Multimodal Deep Learning for Cyanobacteria Classification: A Fusion of CNN and Transformer Architectures

Cyanobacteria play a fundamental role in aquatic ecosystems, contributing to global biogeochemical cycles and serving as indicators of environmental change. Their classification is critical for monitoring water quality, detecting harmful algal blooms and understanding ecosystem dynamics. However, accurate identification remains a major challenge due to their vast taxonomic diversity and significant morphological similarities. Visual inspection alone is often insufficient, highlighting the need for computational approaches to enhance classification accuracy.
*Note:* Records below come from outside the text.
//! Maintenance Commands
//!
//! Bulk operations on the inventory, the item database and the image cache.

use super::{invoke, Call, OperationName};
use crate::error::{check_status, ApiError};

async fn run(operation: OperationName) -> Result<(), ApiError> {
    let result = invoke(Call::new(operation, vec![])).await?;
    check_status(&result)
}

/// Set every count back to zero
pub async fn clear_inventory() -> Result<(), ApiError> {
    run(OperationName::ClearInventory).await
}

pub async fn delete_all_items() -> Result<(), ApiError> {
    run(OperationName::DeleteAllItems).await
}

pub async fn clear_cache() -> Result<(), ApiError> {
    run(OperationName::ClearCache).await
}
//! Notification Component

use leptos::prelude::*;

use crate::context::use_app;
use crate::store::ViewStateStoreFields;

/// Transient message; `AppContext::notify` clears it after a delay
#[component]
pub fn Notification() -> impl IntoView {
    let store = use_app().store;

    move || {
        store
            .notice()
            .get()
            .map(|text| view! { <div class="notification">{text}</div> })
    }
}
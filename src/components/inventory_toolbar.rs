//! Inventory Toolbar Component
//!
//! Sort field buttons, sort order toggle and the client-side name filter.

use leptos::prelude::*;
use leptos::task::spawn_local;

use crate::actions;
use crate::context::use_app;
use crate::messages;
use crate::models::{SortField, SortOrder};
use crate::quick_update::FocusTarget;
use crate::store::ViewStateStoreFields;

fn sort_label(field: SortField) -> &'static str {
    match field {
        SortField::Name => messages::SORT_NAME,
        SortField::Count => messages::SORT_COUNT,
        SortField::Date => messages::SORT_DATE,
    }
}

#[component]
pub fn InventoryToolbar() -> impl IntoView {
    let ctx = use_app();
    let store = ctx.store;

    view! {
        <div class="inventory-toolbar">
            <div class="sort-buttons">
                {SortField::ALL.into_iter().map(|field| {
                    let is_active = move || store.query().with(|q| q.sort_by == field);
                    view! {
                        <button
                            class="sort-btn"
                            class:active=is_active
                            data-sort=field.as_str()
                            on:click=move |_| {
                                store.query().write().sort_by = field;
                                spawn_local(actions::load_inventory(ctx));
                            }
                        >
                            {sort_label(field)}
                        </button>
                    }
                }).collect_view()}

                <button
                    id="sort-order-btn"
                    class="sort-order-btn"
                    on:click=move |_| {
                        store.query().update(|q| q.sort_order = q.sort_order.toggled());
                        spawn_local(actions::load_inventory(ctx));
                    }
                >
                    {move || match store.query().with(|q| q.sort_order) {
                        SortOrder::Asc => messages::SORT_ASCENDING,
                        SortOrder::Desc => messages::SORT_DESCENDING,
                    }}
                </button>
            </div>

            <input
                id="filter-input"
                type="text"
                autocomplete="off"
                placeholder=messages::FILTER_PLACEHOLDER
                node_ref=ctx.filter_input
                prop:value=move || store.filter_text().get()
                on:focus=move |_| store.last_focus().set(Some(FocusTarget::Filter))
                on:input=move |ev| store.filter_text().set(event_target_value(&ev))
            />
        </div>
    }
}
//! Debouncer
//!
//! One pending timer per concern. Scheduling replaces the pending timer,
//! and dropping a `Timeout` clears it, so only the last call in a quiet
//! window runs.

use gloo_timers::callback::Timeout;
use leptos::prelude::*;

/// Holder of the one pending timer handle of a concern
///
/// The handle type cancels its timer on drop, so replacing or clearing the
/// slot cancels whatever was pending.
#[derive(Debug)]
pub struct PendingSlot<H> {
    handle: Option<H>,
}

impl<H> Default for PendingSlot<H> {
    fn default() -> Self {
        Self { handle: None }
    }
}

impl<H> PendingSlot<H> {
    pub fn replace(&mut self, handle: H) {
        self.handle = Some(handle);
    }

    pub fn clear(&mut self) {
        self.handle = None;
    }

    pub fn is_pending(&self) -> bool {
        self.handle.is_some()
    }
}

#[derive(Clone, Copy)]
pub struct Debouncer {
    delay_ms: u32,
    pending: StoredValue<PendingSlot<Timeout>, LocalStorage>,
}

impl Debouncer {
    pub fn new(delay_ms: u32) -> Self {
        Self {
            delay_ms,
            pending: StoredValue::new_local(PendingSlot::default()),
        }
    }

    /// Run `action` after the delay unless rescheduled or cancelled first
    ///
    /// A fired timer stays in the slot until the next call replaces it;
    /// `action` must not reschedule this same debouncer.
    pub fn schedule(&self, action: impl FnOnce() + 'static) {
        let timeout = Timeout::new(self.delay_ms, action);
        self.pending.update_value(|slot| slot.replace(timeout));
    }

    pub fn cancel(&self) {
        self.pending.update_value(|slot| slot.clear());
    }
}

#[cfg(test)]
mod tests {
    use super::*;
    use std::cell::RefCell;
    use std::rc::Rc;

    type Action = Rc<RefCell<Option<Box<dyn FnOnce()>>>>;

    /// Timer driven by hand; like `Timeout`, dropping it cancels the action
    struct ManualTimer {
        action: Action,
    }

    impl Drop for ManualTimer {
        fn drop(&mut self) {
            self.action.borrow_mut().take();
        }
    }

    #[derive(Default)]
    struct Clock {
        timers: Vec<Action>,
    }

    impl Clock {
        fn start(&mut self, action: impl FnOnce() + 'static) -> ManualTimer {
            let action: Action = Rc::new(RefCell::new(Some(Box::new(action))));
            self.timers.push(action.clone());
            ManualTimer { action }
        }

        /// Let every timer still alive run
        fn elapse(&mut self) {
            for timer in self.timers.drain(..) {
                let action = timer.borrow_mut().take();
                if let Some(action) = action {
                    action();
                }
            }
        }
    }

    #[test]
    fn test_burst_delivers_only_final_text() {
        let saved = Rc::new(RefCell::new(Vec::<String>::new()));
        let mut clock = Clock::default();
        let mut slot = PendingSlot::default();

        for text in ["N", "Ne", "Need", "Need repair"] {
            let saved = saved.clone();
            let text = text.to_string();
            slot.replace(clock.start(move || saved.borrow_mut().push(text)));
        }
        assert!(slot.is_pending());
        clock.elapse();

        assert_eq!(*saved.borrow(), vec!["Need repair".to_string()]);
    }

    #[test]
    fn test_quiet_gaps_deliver_each_value() {
        let saved = Rc::new(RefCell::new(Vec::<u32>::new()));
        let mut clock = Clock::default();
        let mut slot = PendingSlot::default();

        for count in [3, 4] {
            let saved = saved.clone();
            slot.replace(clock.start(move || saved.borrow_mut().push(count)));
            clock.elapse();
        }

        assert_eq!(*saved.borrow(), vec![3, 4]);
    }

    #[test]
    fn test_clear_cancels_pending_action() {
        let saved = Rc::new(RefCell::new(Vec::<String>::new()));
        let mut clock = Clock::default();
        let mut slot = PendingSlot::default();

        let sink = saved.clone();
        slot.replace(clock.start(move || sink.borrow_mut().push("Ether".to_string())));
        slot.clear();
        assert!(!slot.is_pending());
        clock.elapse();

        assert!(saved.borrow().is_empty());
    }
}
In this study, we present a multimodal deep learning model that combines convolutional neural networks (CNNs) for image-based feature extraction with bidirectional transformers for text embedding. These complementary features are fused via concatenation to improve species-level classification. To our knowledge, this is the first application of a multimodal neural architecture integrating CNNs and bidirectional transformers for cyanobacteria classification. We evaluate five CNN backbones of varying depth, resulting in eight model configurations. Performance is benchmarked against unimodal CNN models that rely solely on image data. The model is trained and validated on a dataset of 1 660 microscopic images and corresponding textual descriptions, covering nine cyanobacterial genera across three taxonomic orders. Results demonstrate the potential of multimodal deep learning to improve classification performance, supporting the development of scalable and accurate identification tools in microbiology and environmental monitoring.